◆ DIRECTIONS ◆
Could you return the lines below exactly, from the first line up to and including the line that holds "use std::path::Path;"?

◆ PROVIDED RECORDS ◆
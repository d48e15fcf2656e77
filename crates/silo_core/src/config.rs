//! Store configuration.

use serde::{Deserialize, Serialize};

/// Default volume size limit: 30 GiB, the point at which a volume flips
/// read-only and new writes go elsewhere.
pub const DEFAULT_VOLUME_SIZE_LIMIT: u64 = 30 * 1024 * 1024 * 1024;

/// Default depth of a volume writer's request queue.
pub const DEFAULT_WRITER_QUEUE_DEPTH: usize = 128;

/// Tunables for a [`Store`](crate::store::Store).
#[derive(Debug, Clone, Serialize, Deserialize)]
pub struct StoreConfig {
    /// Data file size at which a volume becomes read-only.
    pub volume_size_limit: u64,
    /// Name of the storage backend to create volume files with.
    pub backend: String,
    /// Bound on queued mutations per volume writer.
    pub writer_queue_depth: usize,
    /// Throttle for bulk file copies, in bytes per second; zero disables it.
    pub copy_bytes_per_second: u64,
    /// Garbage ratio above which a vacuum request proceeds.
    pub garbage_threshold: f64,
}

impl Default for StoreConfig {
    fn default() -> Self {
        Self {
            volume_size_limit: DEFAULT_VOLUME_SIZE_LIMIT,
            backend: "file".to_string(),
            writer_queue_depth: DEFAULT_WRITER_QUEUE_DEPTH,
            copy_bytes_per_second: 0,
            garbage_threshold: 0.3,
        }
    }
}

impl StoreConfig {
    /// Creates the default configuration.
    #[must_use]
    pub fn new() -> Self {
        Self::default()
    }

    /// Sets the volume size limit.
    #[must_use]
    pub fn with_volume_size_limit(mut self, limit: u64) -> Self {
        self.volume_size_limit = limit;
        self
    }

    /// Sets the backend name.
    #[must_use]
    pub fn with_backend(mut self, backend: impl Into<String>) -> Self {
        self.backend = backend.into();
        self
    }

    /// Sets the copy throttle in bytes per second.
    #[must_use]
    pub fn with_copy_bytes_per_second(mut self, rate: u64) -> Self {
        self.copy_bytes_per_second = rate;
        self
    }

    /// Sets the garbage threshold for vacuum decisions.
    #[must_use]
    pub fn with_garbage_threshold(mut self, threshold: f64) -> Self {
        self.garbage_threshold = threshold;
        self
    }
}
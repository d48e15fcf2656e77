//! Verify command implementation.

use std::collections::HashMap;
use std::path::Path;

use silo_core::index::{walk_index, NeedleValue, INDEX_ENTRY_SIZE};
use silo_core::volume::{scan_data_file, DATA_EXT, INDEX_EXT};
use silo_core::VolumeId;
use silo_needle::{actual_size, parse_header, NEEDLE_HEADER_SIZE, TOMBSTONE_SIZE};
use silo_storage::{FileBackend, StorageBackend};

/// Verification result.
#[derive(Debug)]
pub struct VerifyResult {
    /// Records decoded from the data log, tombstones included.
    pub records_checked: usize,
    /// Tombstone records in the log.
    pub tombstones: usize,
    /// Live entries in the index.
    pub live_entries: usize,
    /// List of errors found.
    pub errors: Vec<String>,
}

impl VerifyResult {
    fn new() -> Self {
        Self {
            records_checked: 0,
            tombstones: 0,
            live_entries: 0,
            errors: Vec::new(),
        }
    }

    fn is_ok(&self) -> bool {
        self.errors.is_empty()
    }
}

/// Runs the verify command.
///
/// Walks the data log decoding every record (which checks each stored
/// checksum), then replays the index and confirms every live entry points at
/// a record with the matching id and size.
pub fn run(path: &Path, collection: &str, volume: u32) -> Result<(), Box<dyn std::error::Error>> {
    let base = super::volume_base(path, collection, volume);
    let id = VolumeId::new(volume);

    let data_path = super::volume_file(&base, DATA_EXT);
    if !data_path.exists() {
        return Err(format!("Data file not found: {}", data_path.display()).into());
    }

    println!("Verifying volume {volume} at {}", path.display());
    println!();

    let mut result = VerifyResult::new();
    let data = FileBackend::open_existing(&data_path)?;

    println!("Checking data log...");
    let super_block = match scan_data_file(id, &data, |needle, _offset, _len| {
        result.records_checked += 1;
        if needle.data.is_empty() && needle.cookie.as_u64() == 0 {
            result.tombstones += 1;
        }
        Ok(())
    }) {
        Ok(sb) => sb,
        Err(err) => {
            result.errors.push(format!("Data log scan failed: {err}"));
            println!();
            println!("✗ Volume verification failed");
            for error in &result.errors {
                println!("  ERROR: {error}");
            }
            return Err("Verification failed".into());
        }
    };
    println!(
        "  {} records decoded, {} tombstones",
        result.records_checked, result.tombstones
    );

    let index_path = super::volume_file(&base, INDEX_EXT);
    if index_path.exists() {
        println!("Checking index...");
        let index = FileBackend::open_existing(&index_path)?;
        let index_size = index.size()?;
        if index_size % INDEX_ENTRY_SIZE as u64 != 0 {
            result.errors.push(format!(
                "Index size {index_size} is not a multiple of {INDEX_ENTRY_SIZE}"
            ));
        } else {
            // Last entry per id wins, exactly as index replay does.
            let mut entries: HashMap<u64, (u32, u32)> = HashMap::new();
            walk_index(&index, |needle_id, offset, size| {
                entries.insert(needle_id.as_u64(), (offset, size));
                Ok(())
            })?;

            let data_size = data.size()?;
            let version = super_block.version;
            for (needle_id, (offset, size)) in &entries {
                if *size == TOMBSTONE_SIZE {
                    continue;
                }
                result.live_entries += 1;
                let byte_offset = NeedleValue {
                    offset: *offset,
                    size: *size,
                }
                .actual_offset();
                let record_len = actual_size(*size, version);
                if byte_offset + record_len > data_size {
                    result.errors.push(format!(
                        "Entry for needle {needle_id} points past the data file: \
                         offset {byte_offset}, record length {record_len}, file size {data_size}"
                    ));
                    continue;
                }
                let header_bytes = data.read_at(byte_offset, NEEDLE_HEADER_SIZE as usize)?;
                match parse_header(&header_bytes) {
                    Ok(header) if header.id.as_u64() != *needle_id => {
                        result.errors.push(format!(
                            "Entry for needle {needle_id} points at needle {} (offset {byte_offset})",
                            header.id
                        ));
                    }
                    Ok(header) if header.size != *size => {
                        result.errors.push(format!(
                            "Size mismatch for needle {needle_id}: index says {size}, record says {}",
                            header.size
                        ));
                    }
                    Ok(_) => {}
                    Err(err) => {
                        result.errors.push(format!(
                            "Unreadable record for needle {needle_id} at offset {byte_offset}: {err}"
                        ));
                    }
                }
            }
            println!("  {} live entries checked", result.live_entries);
        }
    } else {
        println!("Index file not found (rebuildable from the data log)");
    }

    println!();
    if result.is_ok() {
        println!("✓ Volume verification passed");
        Ok(())
    } else {
        println!("✗ Volume verification failed");
        for error in &result.errors {
            println!("  ERROR: {error}");
        }
        Err("Verification failed".into())
    }
}
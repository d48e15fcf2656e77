//! Error types for needle encoding and decoding.

use thiserror::Error;

/// Result type for needle operations.
pub type NeedleResult<T> = Result<T, NeedleError>;

/// Errors that can occur while encoding or decoding needle records.
#[derive(Debug, Error)]
pub enum NeedleError {
    /// The version byte does not name a supported format version.
    #[error("unsupported needle version: {0}")]
    UnsupportedVersion(u8),

    /// The record is truncated or a declared sub-field length overruns the
    /// remaining buffer.
    #[error("corrupt needle record: {message}")]
    CorruptRecord {
        /// Description of the inconsistency.
        message: String,
    },

    /// The stored checksum does not match the checksum of the decoded data.
    #[error("checksum mismatch: expected {expected:08x}, got {actual:08x}")]
    ChecksumMismatch {
        /// Checksum stored in the record.
        expected: u32,
        /// Checksum computed over the decoded data.
        actual: u32,
    },

    /// The decoded size field does not match the size recorded at write time.
    #[error("size mismatch: record declares {declared}, index recorded {recorded}")]
    SizeMismatch {
        /// Size field stored in the record header.
        declared: u32,
        /// Size recorded by the index at write time.
        recorded: u32,
    },

    /// A variable-length field exceeds its encodable maximum.
    #[error("{field} too large: {len} bytes, maximum {max}")]
    FieldTooLarge {
        /// Name of the offending field.
        field: &'static str,
        /// Actual length.
        len: usize,
        /// Maximum encodable length.
        max: usize,
    },
}

impl NeedleError {
    /// Creates a corrupt record error.
    pub fn corrupt(message: impl Into<String>) -> Self {
        Self::CorruptRecord {
            message: message.into(),
        }
    }
}
//! Engine status and control handlers

use axum::extract::State;
use axum::Json;
use serde::Serialize;
use validator::Validate;

use crate::sim::anomaly::Thresholds;
use crate::sim::scheduler::EngineStatsSnapshot;
use crate::{AppError, AppResult, AppState};

#[derive(Serialize)]
pub struct EngineStatusResponse {
    #[serde(flatten)]
    pub stats: EngineStatsSnapshot,
    pub push_subscribers: usize,
    pub tick_interval_ms: u64,
    pub thresholds: Thresholds,
}

pub async fn status(State(state): State<AppState>) -> Json<EngineStatusResponse> {
    Json(EngineStatusResponse {
        stats: state.scheduler.stats().snapshot(),
        push_subscribers: state.hub.subscriber_count(),
        tick_interval_ms: state.config.tick_interval_ms,
        thresholds: state.scorer.thresholds(),
    })
}

#[derive(Serialize)]
pub struct EngineControlResponse {
    pub status: &'static str,
    pub running: bool,
}

pub async fn start(State(state): State<AppState>) -> Json<EngineControlResponse> {
    let started = state.scheduler.start().await;
    if started {
        tracing::info!("engine started by operator");
    }
    Json(EngineControlResponse { status: "ok", running: state.scheduler.is_running() })
}

pub async fn stop(State(state): State<AppState>) -> Json<EngineControlResponse> {
    let stopped = state.scheduler.stop().await;
    if stopped {
        tracing::info!("engine stopped by operator");
    }
    Json(EngineControlResponse { status: "ok", running: state.scheduler.is_running() })
}

/// Replace the warn/leak classification thresholds at runtime
pub async fn update_thresholds(
    State(state): State<AppState>,
    Json(req): Json<Thresholds>,
) -> AppResult<Json<Thresholds>> {
    req.validate()?;
    if req.warn > req.leak {
        return Err(AppError::ValidationError(
            "warn threshold must not exceed leak threshold".to_string(),
        ));
    }

    state.scorer.set_thresholds(req);
    tracing::info!(warn = req.warn, leak = req.leak, "classification thresholds updated");
    Ok(Json(req))
}
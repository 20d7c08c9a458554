//! Append-only JSONL event recorder
//!
//! Thread-safe, crash-resistant: every line is flushed, files rotate at a
//! size ceiling. Disabled entirely when no directory is configured.

use std::fs::{File, OpenOptions};
use std::io::{BufRead, BufReader, BufWriter, Write};
use std::path::{Path, PathBuf};

use chrono::{Datelike, Timelike, Utc};
use parking_lot::Mutex;

use super::event::TwinEvent;

/// Maximum file size before rotation (10 MB)
const MAX_FILE_SIZE: u64 = 10 * 1024 * 1024;

/// Log file extension
const LOG_EXT: &str = ".jsonl";

struct Recorder {
    writer: BufWriter<File>,
    current_file: PathBuf,
    current_size: u64,
    base_dir: PathBuf,
}

impl Recorder {
    fn new(base_dir: PathBuf) -> std::io::Result<Self> {
        std::fs::create_dir_all(&base_dir)?;
        let (file_path, file) = Self::open_new_file(&base_dir)?;

        Ok(Self {
            writer: BufWriter::new(file),
            current_file: file_path,
            current_size: 0,
            base_dir,
        })
    }

    /// Open a new log file with timestamp
    fn open_new_file(base_dir: &Path) -> std::io::Result<(PathBuf, File)> {
        let now = Utc::now();
        let filename = format!(
            "events_{}_{:02}_{:02}_{:02}{:02}{:02}{}",
            now.year(),
            now.month(),
            now.day(),
            now.hour(),
            now.minute(),
            now.second(),
            LOG_EXT
        );
        let file_path = base_dir.join(&filename);

        let file = OpenOptions::new().create(true).append(true).open(&file_path)?;

        tracing::info!("Opened telemetry event log: {:?}", file_path);
        Ok((file_path, file))
    }

    fn record(&mut self, event: &TwinEvent) -> std::io::Result<()> {
        let line = event.to_jsonl();
        let bytes = line.as_bytes();

        if self.current_size + bytes.len() as u64 > MAX_FILE_SIZE {
            self.rotate()?;
        }

        self.writer.write_all(bytes)?;
        self.writer.write_all(b"\n")?;
        self.current_size += bytes.len() as u64 + 1;

        // Flush for durability
        self.writer.flush()?;
        Ok(())
    }

    fn rotate(&mut self) -> std::io::Result<()> {
        self.writer.flush()?;

        let (new_path, new_file) = Self::open_new_file(&self.base_dir)?;
        self.writer = BufWriter::new(new_file);

        tracing::info!("Rotated event log from {:?} to {:?}", self.current_file, new_path);
        self.current_file = new_path;
        self.current_size = 0;

        Ok(())
    }
}

/// Handle shared by everything that emits events. A disabled log swallows
/// events without touching the filesystem.
pub struct EventLog {
    inner: Mutex<Option<Recorder>>,
}

impl EventLog {
    pub fn open(base_dir: impl Into<PathBuf>) -> std::io::Result<Self> {
        let recorder = Recorder::new(base_dir.into())?;
        Ok(Self { inner: Mutex::new(Some(recorder)) })
    }

    pub fn disabled() -> Self {
        Self { inner: Mutex::new(None) }
    }

    pub fn is_enabled(&self) -> bool {
        self.inner.lock().is_some()
    }

    /// Record an event. A write failure is logged, never propagated: the
    /// event stream must not take down the tick loop.
    pub fn record(&self, event: TwinEvent) {
        let mut guard = self.inner.lock();
        if let Some(recorder) = guard.as_mut() {
            if let Err(e) = recorder.record(&event) {
                tracing::error!("Failed to record telemetry event: {}", e);
            }
        }
    }

    pub fn current_file(&self) -> Option<PathBuf> {
        self.inner.lock().as_ref().map(|r| r.current_file.clone())
    }
}

/// Read all events back from a log file
pub fn read_events(file_path: &Path) -> std::io::Result<Vec<TwinEvent>> {
    let file = File::open(file_path)?;
    let reader = BufReader::new(file);
    let mut events = Vec::new();

    for line in reader.lines() {
        let line = line?;
        if !line.is_empty() {
            if let Ok(event) = serde_json::from_str::<TwinEvent>(&line) {
                events.push(event);
            }
        }
    }

    Ok(events)
}

#[cfg(test)]
mod tests {
    use super::*;
    use crate::telemetry::EventKind;
    use tempfile::TempDir;

    #[test]
    fn open_creates_log_file() {
        let temp_dir = TempDir::new().unwrap();
        let log = EventLog::open(temp_dir.path()).unwrap();
        assert!(log.is_enabled());
        assert!(log.current_file().unwrap().exists());
    }

    #[test]
    fn records_one_json_object_per_line() {
        let temp_dir = TempDir::new().unwrap();
        let log = EventLog::open(temp_dir.path()).unwrap();

        log.record(TwinEvent::engine_started(2000));
        log.record(TwinEvent::engine_stopped(3));

        let path = log.current_file().unwrap();
        let content = std::fs::read_to_string(&path).unwrap();
        let lines: Vec<&str> = content.lines().collect();
        assert_eq!(lines.len(), 2);
        for line in lines {
            assert!(serde_json::from_str::<TwinEvent>(line).is_ok());
        }

        let events = read_events(&path).unwrap();
        assert_eq!(events[0].kind, EventKind::EngineStarted);
        assert_eq!(events[1].kind, EventKind::EngineStopped);
    }

    #[test]
    fn disabled_log_swallows_events() {
        let log = EventLog::disabled();
        assert!(!log.is_enabled());
        log.record(TwinEvent::engine_started(2000));
        assert!(log.current_file().is_none());
    }
}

◆ TASK ANSWER ◆
repository d48e15fcf2656e77
filename crates/silo_core/src/config.rs
//! Store configuration.

use serde::{Deserialize, Serialize};

/// Default volume size limit: 30 GiB, the point at which a volume flips
/// read-only and new writes go elsewhere.
pub const DEFAULT_VOLUME_SIZE_LIMIT: u64 = 30 * 1024 * 1024 * 1024;

/// Default depth of a volume writer's request queue.
pub const DEFAULT_WRITER_QUEUE_DEPTH: usize = 128;

/// Tunables for a [`Store`](crate::store::Store).
#[derive(Debug, Clone, Serialize, Deserialize)]
pub struct StoreConfig {
    /// Data file size at which a volume becomes read-only.
    pub volume_size_limit: u64,
    /// Name of the storage backend to create volume files with.
    pub backend: String,
    /// Bound on queued mutations per volume writer.
    pub writer_queue_depth: usize,
    /// Throttle for bulk file copies, in bytes per second; zero disables it.
    pub copy_bytes_per_second: u64,
    /// Garbage ratio above which a vacuum request proceeds.
    pub garbage_threshold: f64,
}

impl Default for StoreConfig {
    fn default() -> Self {
        Self {
            volume_size_limit: DEFAULT_VOLUME_SIZE_LIMIT,
            backend: "file".to_string(),
            writer_queue_depth: DEFAULT_WRITER_QUEUE_DEPTH,
            copy_bytes_per_second: 0,
            garbage_threshold: 0.3,
        }
    }
}

impl StoreConfig {
    /// Creates the default configuration.
    #[must_use]
    pub fn new() -> Self {
        Self::default()
    }

    /// Sets the volume size limit.
    #[must_use]
    pub fn with_volume_size_limit(mut self, limit: u64) -> Self {
        self.volume_size_limit = limit;
        self
    }

    /// Sets the backend name.
    #[must_use]
    pub fn with_backend(mut self, backend: impl Into<String>) -> Self {
        self.backend = backend.into();
        self
    }

    /// Sets the copy throttle in bytes per second.
    #[must_use]
    pub fn with_copy_bytes_per_second(mut self, rate: u64) -> Self {
        self.copy_bytes_per_second = rate;
        self
    }

    /// Sets the garbage threshold for vacuum decisions.
    #[must_use]
    pub fn with_garbage_threshold(mut self, threshold: f64) -> Self {
        self.garbage_threshold = threshold;
        self
    }
}
repository d48e15fcf2656e77
//! Verify command implementation.

use std::collections::HashMap;
use std::path::Path;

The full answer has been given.